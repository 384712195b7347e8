use std::fmt;
use std::hash::{Hash, Hasher};

use subtle::ConstantTimeEq;
use zeroize::{Zeroize, ZeroizeOnDrop};

/// A secure wrapper around sensitive bytes (passwords) that:
/// - Zeroes memory on drop
/// - Prevents cloning to reduce copies
/// - Prevents debug printing to avoid logs
/// - Compares in constant time, so it can key the derivation cache
#[derive(Zeroize, ZeroizeOnDrop)]
pub struct Secret {
    data: Vec<u8>,
}

impl Secret {
    /// Takes ownership of `data`; it is zeroized when the Secret drops.
    pub fn new(data: Vec<u8>) -> Self {
        Self { data }
    }

    /// Copies `slice` into a new Secret.
    pub fn from_slice(slice: &[u8]) -> Self {
        Self {
            data: slice.to_vec(),
        }
    }

    pub fn len(&self) -> usize {
        self.data.len()
    }

    pub fn is_empty(&self) -> bool {
        self.data.is_empty()
    }

    /// Access the bytes through a closure, keeping the exposure scoped.
    pub fn expose<F, R>(&self, f: F) -> R
    where
        F: FnOnce(&[u8]) -> R,
    {
        f(&self.data)
    }
}

impl PartialEq for Secret {
    fn eq(&self, other: &Self) -> bool {
        self.data.ct_eq(&other.data).into()
    }
}

impl Eq for Secret {}

impl Hash for Secret {
    fn hash<H: Hasher>(&self, state: &mut H) {
        state.write(&self.data);
    }
}

// Do NOT implement Clone, and keep Debug redacted: secrets must not leak
// into logs, panic messages, or accidental copies.
impl fmt::Debug for Secret {
    fn fmt(&self, f: &mut fmt::Formatter<'_>) -> fmt::Result {
        f.debug_struct("Secret")
            .field("data", &"<redacted>")
            .finish()
    }
}

/// A zeroizing buffer of key words (derived keys held by the cache).
#[derive(Zeroize, ZeroizeOnDrop)]
pub struct SecretWords {
    words: Vec<u32>,
}

impl SecretWords {
    pub fn new(words: Vec<u32>) -> Self {
        Self { words }
    }

    pub fn len(&self) -> usize {
        self.words.len()
    }

    pub fn is_empty(&self) -> bool {
        self.words.is_empty()
    }

    /// Access the words through a closure.
    pub fn expose<F, R>(&self, f: F) -> R
    where
        F: FnOnce(&[u32]) -> R,
    {
        f(&self.words)
    }
}

impl fmt::Debug for SecretWords {
    fn fmt(&self, f: &mut fmt::Formatter<'_>) -> fmt::Result {
        f.debug_struct("SecretWords")
            .field("words", &"<redacted>")
            .finish()
    }
}
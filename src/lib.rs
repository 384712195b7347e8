//! STRONGBOX - Self-Contained Cryptographic Toolkit
//!
//! A from-scratch toolkit with no cryptographic dependencies:
//! - AES-128/192/256 block cipher
//! - CCM, OCB2 and GCM authenticated-encryption modes
//! - Streaming SHA-256 and SHA-512, HMAC, PBKDF2
//! - A Fortuna-style entropy-pool random generator
//! - A compact password-envelope format tying it all together
//!
//! # Security Features
//! - Verify-then-release: no mode returns plaintext before its tag checks out
//! - Constant-structure tag comparison over the full tag length
//! - Key material (round keys, generator keys, cached derivations) zeroized
//!   on drop
//! - The random generator refuses to emit output before it is seeded
//!
//! # Architecture
//! - `bits`: bit-exact word sequences, the common currency of every layer
//! - `codec`: utf8 / hex / base32 / base64 conversions
//! - `aes` + `mode`: the block cipher and the authenticated modes over it
//! - `hash` + `hmac` + `kdf`: digests, keyed MACs, password stretching
//! - `prng`: the seeded generator
//! - `envelope`: the high-level `Strongbox` API
//!
//! # Example
//! ```rust,ignore
//! use strongbox::{EntropySample, Strongbox};
//!
//! let mut sb = Strongbox::new();
//! sb.prng_mut()
//!     .add_entropy(EntropySample::Words(&os_random_words), Some(1024), "os")?;
//!
//! let sealed = sb.encrypt("my password", "attack at dawn")?;
//! let plain = sb.decrypt("my password", &sealed)?;
//! assert_eq!(plain, "attack at dawn");
//! ```

pub mod aes;
pub mod bits;
pub mod codec;
pub mod envelope;
pub mod error;
pub mod hash;
pub mod hmac;
pub mod kdf;
pub mod mode;
pub mod prng;
pub mod secret;

// Re-export commonly used types
pub use aes::Aes;
pub use bits::BitArray;
pub use envelope::{CipherId, Envelope, SealOptions, Strongbox};
pub use error::{Result, StrongboxError};
pub use hash::{Digest, Sha256, Sha512};
pub use hmac::Hmac;
pub use kdf::pbkdf2;
pub use mode::Mode;
pub use prng::{EntropySample, Prng, Readiness, DEFAULT_PARANOIA};
pub use secret::{Secret, SecretWords};

#[cfg(test)]
mod tests {
    use super::*;

    #[test]
    fn test_module_exports() {
        // Verify that key types are accessible
        let _bits = BitArray::from_words(vec![1, 2, 3]);
        let _secret = Secret::new(vec![1, 2, 3]);
        let _prng = Prng::default();
        let _options = SealOptions::default();

        // Verify error types
        let _err: Result<()> = Err(StrongboxError::Invalid("test".to_string()));

        // Verify the algorithm registries are closed enums
        assert_eq!(Mode::from_name("gcm").unwrap(), Mode::Gcm);
        assert_eq!(CipherId::from_name("aes").unwrap(), CipherId::Aes);
        assert_eq!(DEFAULT_PARANOIA, 6);
    }
}
use crate::bits::BitArray;
use crate::error::{Result, StrongboxError};
use crate::hash::{Digest, Sha256};

/// HMAC (RFC 2104) over any streaming hash.
///
/// The inner and outer keyed states are computed once at construction; each
/// `digest` forks the outer state, so an instance can produce any number of
/// MACs. The one-shot [`mac`](Hmac::mac) refuses to run on an instance that
/// has already consumed input through [`update`](Hmac::update), so a stream
/// in progress cannot be silently folded into an unrelated MAC.
pub struct Hmac<H: Digest = Sha256> {
    inner_init: H,
    outer_init: H,
    active: H,
    updated: bool,
}

impl<H: Digest> Hmac<H> {
    /// Keys the MAC. A key longer than the hash's block size is hashed down
    /// first; shorter keys are zero-padded to the block.
    pub fn new(key: &BitArray) -> Result<Hmac<H>> {
        let key = if key.bit_length() > H::BLOCK_BITS {
            H::hash(key)?
        } else {
            key.clone()
        };
        let mut key_words = key.words().to_vec();
        key_words.resize(H::BLOCK_BITS / 32, 0);

        let ipad: Vec<u32> = key_words.iter().map(|w| w ^ 0x3636_3636).collect();
        let opad: Vec<u32> = key_words.iter().map(|w| w ^ 0x5c5c_5c5c).collect();

        let mut inner_init = H::new();
        inner_init.update(&BitArray::from_words(ipad))?;
        let mut outer_init = H::new();
        outer_init.update(&BitArray::from_words(opad))?;

        let active = inner_init.clone();
        Ok(Hmac {
            inner_init,
            outer_init,
            active,
            updated: false,
        })
    }

    /// Feeds message data, streaming.
    pub fn update(&mut self, data: &BitArray) -> Result<()> {
        self.updated = true;
        self.active.update(data)
    }

    /// Completes the MAC over everything fed so far and re-arms the instance.
    pub fn digest(&mut self) -> Result<BitArray> {
        let inner = self.active.finalize();
        let mut outer = self.outer_init.clone();
        outer.update(&inner)?;
        let out = outer.finalize();
        self.reset();
        Ok(out)
    }

    /// One-shot MAC of `data`. Fails if the instance already consumed input
    /// through the incremental interface.
    pub fn mac(&mut self, data: &BitArray) -> Result<BitArray> {
        if self.updated {
            return Err(StrongboxError::Invalid(
                "hmac: mac called on an already updated instance".to_string(),
            ));
        }
        self.update(data)?;
        self.digest()
    }

    /// Discards any partial stream and re-arms the keyed state.
    pub fn reset(&mut self) {
        self.active = self.inner_init.clone();
        self.updated = false;
    }
}
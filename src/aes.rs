use std::sync::OnceLock;

use zeroize::{Zeroize, ZeroizeOnDrop};

use crate::error::{Result, StrongboxError};

/// S-box, inverse S-box, and the fused SubBytes/MixColumns lookup tables for
/// both directions. Built once, lazily, and shared read-only by every cipher
/// instance.
struct Tables {
    sbox: [u32; 256],
    inv_sbox: [u32; 256],
    enc: [[u32; 256]; 4],
    dec: [[u32; 256]; 4],
}

static TABLES: OnceLock<Tables> = OnceLock::new();

fn tables() -> &'static Tables {
    TABLES.get_or_init(Tables::build)
}

impl Tables {
    /// Walks the GF(2^8) multiplicative group once, filling the S-box by the
    /// affine transform and deriving each round-table word from the doubling
    /// chain of the current element.
    fn build() -> Tables {
        let mut sbox = [0u32; 256];
        let mut inv_sbox = [0u32; 256];
        let mut enc = [[0u32; 256]; 4];
        let mut dec = [[0u32; 256]; 4];

        // double[x] = x*2 in GF(2^8); third[x*3] = x
        let mut double = [0usize; 256];
        let mut third = [0usize; 256];
        for x in 0..256usize {
            double[x] = (x << 1) ^ (283 * (x >> 7));
            third[double[x] ^ x] = x;
        }

        let mut x = 0usize;
        let mut xi = 0usize;
        loop {
            // affine transform of the inverse (tracked via xi)
            let mut s = xi ^ (xi << 1) ^ (xi << 2) ^ (xi << 3) ^ (xi << 4);
            s = (s >> 8) ^ (s & 255) ^ 99;
            sbox[x] = s as u32;
            inv_sbox[s] = x as u32;

            let x2 = double[x];
            let x4 = double[x2];
            let x8 = double[x4];
            let mut dec_word = (x8 as u32).wrapping_mul(0x0101_0101)
                ^ (x4 as u32).wrapping_mul(0x0001_0001)
                ^ (x2 as u32).wrapping_mul(0x0000_0101)
                ^ (x as u32).wrapping_mul(0x0101_0100);
            let mut enc_word = (double[s] as u32).wrapping_mul(0x0000_0101)
                ^ (s as u32).wrapping_mul(0x0101_0100);
            for t in 0..4 {
                enc_word = enc_word << 24 ^ enc_word >> 8;
                dec_word = dec_word << 24 ^ dec_word >> 8;
                enc[t][x] = enc_word;
                dec[t][s] = dec_word;
            }

            x ^= if x2 != 0 { x2 } else { 1 };
            xi = if third[xi] != 0 { third[xi] } else { 1 };
            if sbox[x] != 0 {
                break;
            }
        }

        Tables {
            sbox,
            inv_sbox,
            enc,
            dec,
        }
    }
}

/// AES with a 128-bit block and a 128-, 192- or 256-bit key.
///
/// The only state is the pair of expanded round-key schedules, computed once
/// at construction and zeroized on drop. Block operations are pure.
#[derive(Zeroize, ZeroizeOnDrop)]
pub struct Aes {
    enc_keys: Vec<u32>,
    dec_keys: Vec<u32>,
}

impl Aes {
    /// Expands `key` (4, 6 or 8 words) into the round-key schedules.
    pub fn new(key: &[u32]) -> Result<Aes> {
        let kl = key.len();
        if kl != 4 && kl != 6 && kl != 8 {
            return Err(StrongboxError::Invalid(
                "aes key must be 4, 6 or 8 words".to_string(),
            ));
        }
        let t = tables();
        let sbox = &t.sbox;

        let mut enc_keys: Vec<u32> = key.to_vec();
        let mut rcon: u32 = 1;
        for i in kl..4 * kl + 28 {
            let mut tmp = enc_keys[i - 1];
            if i % kl == 0 || (kl == 8 && i % kl == 4) {
                tmp = sbox[(tmp >> 24) as usize] << 24
                    ^ sbox[(tmp >> 16 & 255) as usize] << 16
                    ^ sbox[(tmp >> 8 & 255) as usize] << 8
                    ^ sbox[(tmp & 255) as usize];
                if i % kl == 0 {
                    tmp = tmp << 8 ^ tmp >> 24 ^ rcon << 24;
                    rcon = rcon << 1 ^ 283 * (rcon >> 7);
                }
            }
            enc_keys.push(enc_keys[i - kl] ^ tmp);
        }

        // The decryption schedule is the encryption schedule reversed, with
        // InvMixColumns folded into every word except the outermost rounds.
        let total = enc_keys.len();
        let mut dec_keys = vec![0u32; total];
        let mut i = total;
        for (j, slot) in dec_keys.iter_mut().enumerate() {
            let tmp = enc_keys[if j & 3 != 0 { i } else { i - 4 }];
            *slot = if i <= 4 || j < 4 {
                tmp
            } else {
                t.dec[0][sbox[(tmp >> 24) as usize] as usize]
                    ^ t.dec[1][sbox[(tmp >> 16 & 255) as usize] as usize]
                    ^ t.dec[2][sbox[(tmp >> 8 & 255) as usize] as usize]
                    ^ t.dec[3][sbox[(tmp & 255) as usize] as usize]
            };
            i -= 1;
        }

        Ok(Aes { enc_keys, dec_keys })
    }

    /// Encrypts one 128-bit block.
    pub fn encrypt_block(&self, block: [u32; 4]) -> [u32; 4] {
        self.crypt(block, false)
    }

    /// Decrypts one 128-bit block.
    pub fn decrypt_block(&self, block: [u32; 4]) -> [u32; 4] {
        self.crypt(block, true)
    }

    fn crypt(&self, input: [u32; 4], inverse: bool) -> [u32; 4] {
        let key = if inverse {
            &self.dec_keys
        } else {
            &self.enc_keys
        };
        let t = tables();
        let (tbl, last_box) = if inverse {
            (&t.dec, &t.inv_sbox)
        } else {
            (&t.enc, &t.sbox)
        };

        // Decryption swaps the two middle state words; ShiftRows then runs
        // the same direction for both.
        let mut a = input[0] ^ key[0];
        let mut b = input[if inverse { 3 } else { 1 }] ^ key[1];
        let mut c = input[2] ^ key[2];
        let mut d = input[if inverse { 1 } else { 3 }] ^ key[3];

        let inner_rounds = key.len() / 4 - 2;
        let mut ki = 4;
        for _ in 0..inner_rounds {
            let a2 = tbl[0][(a >> 24) as usize]
                ^ tbl[1][(b >> 16 & 255) as usize]
                ^ tbl[2][(c >> 8 & 255) as usize]
                ^ tbl[3][(d & 255) as usize]
                ^ key[ki];
            let b2 = tbl[0][(b >> 24) as usize]
                ^ tbl[1][(c >> 16 & 255) as usize]
                ^ tbl[2][(d >> 8 & 255) as usize]
                ^ tbl[3][(a & 255) as usize]
                ^ key[ki + 1];
            let c2 = tbl[0][(c >> 24) as usize]
                ^ tbl[1][(d >> 16 & 255) as usize]
                ^ tbl[2][(a >> 8 & 255) as usize]
                ^ tbl[3][(b & 255) as usize]
                ^ key[ki + 2];
            let d2 = tbl[0][(d >> 24) as usize]
                ^ tbl[1][(a >> 16 & 255) as usize]
                ^ tbl[2][(b >> 8 & 255) as usize]
                ^ tbl[3][(c & 255) as usize]
                ^ key[ki + 3];
            ki += 4;
            a = a2;
            b = b2;
            c = c2;
            d = d2;
        }

        // Last round: plain substitution, no column mix.
        let mut out = [0u32; 4];
        for m in 0..4 {
            let slot = if inverse { [0, 3, 2, 1][m] } else { m };
            out[slot] = last_box[(a >> 24) as usize] << 24
                ^ last_box[(b >> 16 & 255) as usize] << 16
                ^ last_box[(c >> 8 & 255) as usize] << 8
                ^ last_box[(d & 255) as usize]
                ^ key[ki];
            ki += 1;
            let tmp = a;
            a = b;
            b = c;
            c = d;
            d = tmp;
        }
        out
    }
}

#[cfg(test)]
mod tests {
    use super::*;

    // FIPS-197 appendix C known answers
    const PLAIN: [u32; 4] = [0x0011_2233, 0x4455_6677, 0x8899_aabb, 0xccdd_eeff];

    #[test]
    fn test_aes128_fips_vector() {
        let key = [0x0001_0203, 0x0405_0607, 0x0809_0a0b, 0x0c0d_0e0f];
        let aes = Aes::new(&key).unwrap();
        let ct = aes.encrypt_block(PLAIN);
        assert_eq!(ct, [0x69c4_e0d8, 0x6a7b_0430, 0xd8cd_b780, 0x70b4_c55a]);
        assert_eq!(aes.decrypt_block(ct), PLAIN);
    }

    #[test]
    fn test_aes192_fips_vector() {
        let key = [
            0x0001_0203, 0x0405_0607, 0x0809_0a0b, 0x0c0d_0e0f, 0x1011_1213, 0x1415_1617,
        ];
        let aes = Aes::new(&key).unwrap();
        let ct = aes.encrypt_block(PLAIN);
        assert_eq!(ct, [0xdda9_7ca4, 0x864c_dfe0, 0x6eaf_70a0, 0xec0d_7191]);
        assert_eq!(aes.decrypt_block(ct), PLAIN);
    }

    #[test]
    fn test_aes256_fips_vector() {
        let key = [
            0x0001_0203, 0x0405_0607, 0x0809_0a0b, 0x0c0d_0e0f, 0x1011_1213, 0x1415_1617,
            0x1819_1a1b, 0x1c1d_1e1f,
        ];
        let aes = Aes::new(&key).unwrap();
        let ct = aes.encrypt_block(PLAIN);
        assert_eq!(ct, [0x8ea2_b7ca, 0x5167_45bf, 0xeafc_4990, 0x4b49_6089]);
        assert_eq!(aes.decrypt_block(ct), PLAIN);
    }

    #[test]
    fn test_invalid_key_sizes_rejected() {
        for len in [0, 1, 3, 5, 7, 9, 16] {
            let key = vec![0u32; len];
            assert!(
                matches!(Aes::new(&key), Err(StrongboxError::Invalid(_))),
                "key of {} words must be rejected",
                len
            );
        }
    }

    #[test]
    fn test_roundtrip_random_blocks() {
        let aes = Aes::new(&[1, 2, 3, 4]).unwrap();
        let mut block = [0xdead_beef, 0x0badc0de_u32, 0x1234_5678, 0x9abc_def0];
        for _ in 0..100 {
            let ct = aes.encrypt_block(block);
            assert_eq!(aes.decrypt_block(ct), block);
            block = ct;
        }
    }
}
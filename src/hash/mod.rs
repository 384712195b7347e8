//! Streaming cryptographic hashes.

mod sha256;
mod sha512;

pub use sha256::Sha256;
pub use sha512::Sha512;

use crate::bits::BitArray;
use crate::error::Result;

/// Cumulative input beyond this many bits is rejected. The padding scheme's
/// length field must stay exact in every environment the digests are
/// exchanged with, including ones whose numbers lose integer precision past
/// 2^53 − 1; the ceiling is part of the contract, not an algorithmic limit.
pub(crate) const MAX_HASH_BITS: u64 = (1 << 53) - 1;

/// The streaming-hash contract: `reset` → any number of `update`s →
/// `finalize`, which returns the digest and re-arms the initial state.
///
/// Implementations are `Clone` so a partially-fed state can be forked, which
/// HMAC relies on for its precomputed keyed states.
pub trait Digest: Clone {
    /// Input block size in bits.
    const BLOCK_BITS: usize;
    /// Digest size in bits.
    const OUTPUT_BITS: usize;

    fn new() -> Self;

    /// Returns the state to the initial constants, discarding buffered input.
    fn reset(&mut self);

    /// Feeds input of any bit length; complete blocks are compressed
    /// immediately and the remainder buffered.
    fn update(&mut self, data: &BitArray) -> Result<()>;

    /// Applies padding, compresses the final block(s), returns the digest,
    /// and resets the state.
    fn finalize(&mut self) -> BitArray;

    /// One-shot convenience.
    fn hash(data: &BitArray) -> Result<BitArray> {
        let mut h = Self::new();
        h.update(data)?;
        Ok(h.finalize())
    }
}
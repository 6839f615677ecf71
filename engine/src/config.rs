use perspective_types::ui::UiOptions;
use serde::Deserialize;
use std::fs;
use std::path::{Path, PathBuf};
use thiserror::Error;

/// Contents of `~/.perspective/config.toml`.
///
/// ```toml
/// [app]
/// ascii_only = false
/// high_contrast = false
/// reduced_motion = false
/// skip_onboarding = false
/// ```
#[derive(Debug, Default, Deserialize)]
pub struct PerspectiveConfig {
    pub app: Option<AppConfig>,
}

#[derive(Debug, Error)]
pub enum ConfigError {
    #[error("failed to read config at {}: {source}", path.display())]
    Read {
        path: PathBuf,
        source: std::io::Error,
    },
    #[error("failed to parse config at {}: {source}", path.display())]
    Parse {
        path: PathBuf,
        source: toml::de::Error,
    },
}

impl ConfigError {
    pub fn path(&self) -> &PathBuf {
        match self {
            ConfigError::Read { path, .. } | ConfigError::Parse { path, .. } => path,
        }
    }
}

#[derive(Debug, Default, Deserialize)]
pub struct AppConfig {
    /// Use ASCII-only glyphs for icons and indicators.
    #[serde(default)]
    pub ascii_only: bool,
    /// Enable a high-contrast color palette.
    #[serde(default)]
    pub high_contrast: bool,
    /// Disable screen transitions and oscillating effects.
    #[serde(default)]
    pub reduced_motion: bool,
    /// Start at the hub instead of the welcome screen.
    #[serde(default)]
    pub skip_onboarding: bool,
}

fn config_path() -> Option<PathBuf> {
    dirs::home_dir().map(|home| home.join(".perspective").join("config.toml"))
}

impl PerspectiveConfig {
    /// Load the user config. A missing file is `Ok(None)`.
    pub fn load() -> Result<Option<Self>, ConfigError> {
        let Some(path) = config_path() else {
            return Ok(None);
        };
        Self::load_from(&path)
    }

    pub fn load_from(path: &Path) -> Result<Option<Self>, ConfigError> {
        if !path.exists() {
            return Ok(None);
        }

        let content = match fs::read_to_string(path) {
            Ok(content) => content,
            Err(err) => {
                tracing::warn!("Failed to read config at {:?}: {}", path, err);
                return Err(ConfigError::Read {
                    path: path.to_path_buf(),
                    source: err,
                });
            }
        };

        match toml::from_str(&content) {
            Ok(config) => Ok(Some(config)),
            Err(err) => {
                tracing::warn!("Failed to parse config at {:?}: {}", path, err);
                Err(ConfigError::Parse {
                    path: path.to_path_buf(),
                    source: err,
                })
            }
        }
    }

    #[must_use]
    pub fn path() -> Option<PathBuf> {
        config_path()
    }
}

/// Settings the application starts with, after config resolution.
#[derive(Debug, Clone, Copy, Default, PartialEq, Eq)]
pub struct AppSettings {
    pub ui: UiOptions,
    pub skip_onboarding: bool,
}

impl AppSettings {
    #[must_use]
    pub fn from_config(config: Option<&PerspectiveConfig>) -> Self {
        let Some(app) = config.and_then(|config| config.app.as_ref()) else {
            return Self::default();
        };
        Self {
            ui: UiOptions {
                ascii_only: app.ascii_only,
                high_contrast: app.high_contrast,
                reduced_motion: app.reduced_motion,
            },
            skip_onboarding: app.skip_onboarding,
        }
    }

    /// Resolve settings from the user config, falling back to defaults on any error.
    #[must_use]
    pub fn load() -> Self {
        match PerspectiveConfig::load() {
            Ok(config) => Self::from_config(config.as_ref()),
            Err(err) => {
                tracing::warn!(path = %err.path().display(), "Using default settings: {err}");
                Self::default()
            }
        }
    }
}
========
Only the lines from the beginning of the material to the line containing "the Secret drops." should be echoed, verbatim and in full.

repository 384712195b7347e8
use std::fmt;
use std::hash::{Hash, Hasher};

use subtle::ConstantTimeEq;
use zeroize::{Zeroize, ZeroizeOnDrop};

/// A secure wrapper around sensitive bytes (passwords) that:
/// - Zeroes memory on drop
/// - Prevents cloning to reduce copies
/// - Prevents debug printing to avoid logs
/// - Compares in constant time, so it can key the derivation cache
#[derive(Zeroize, ZeroizeOnDrop)]
pub struct Secret {
    data: Vec<u8>,
}

impl Secret {
    /// Takes ownership of `data`; it is zeroized when the Secret drops.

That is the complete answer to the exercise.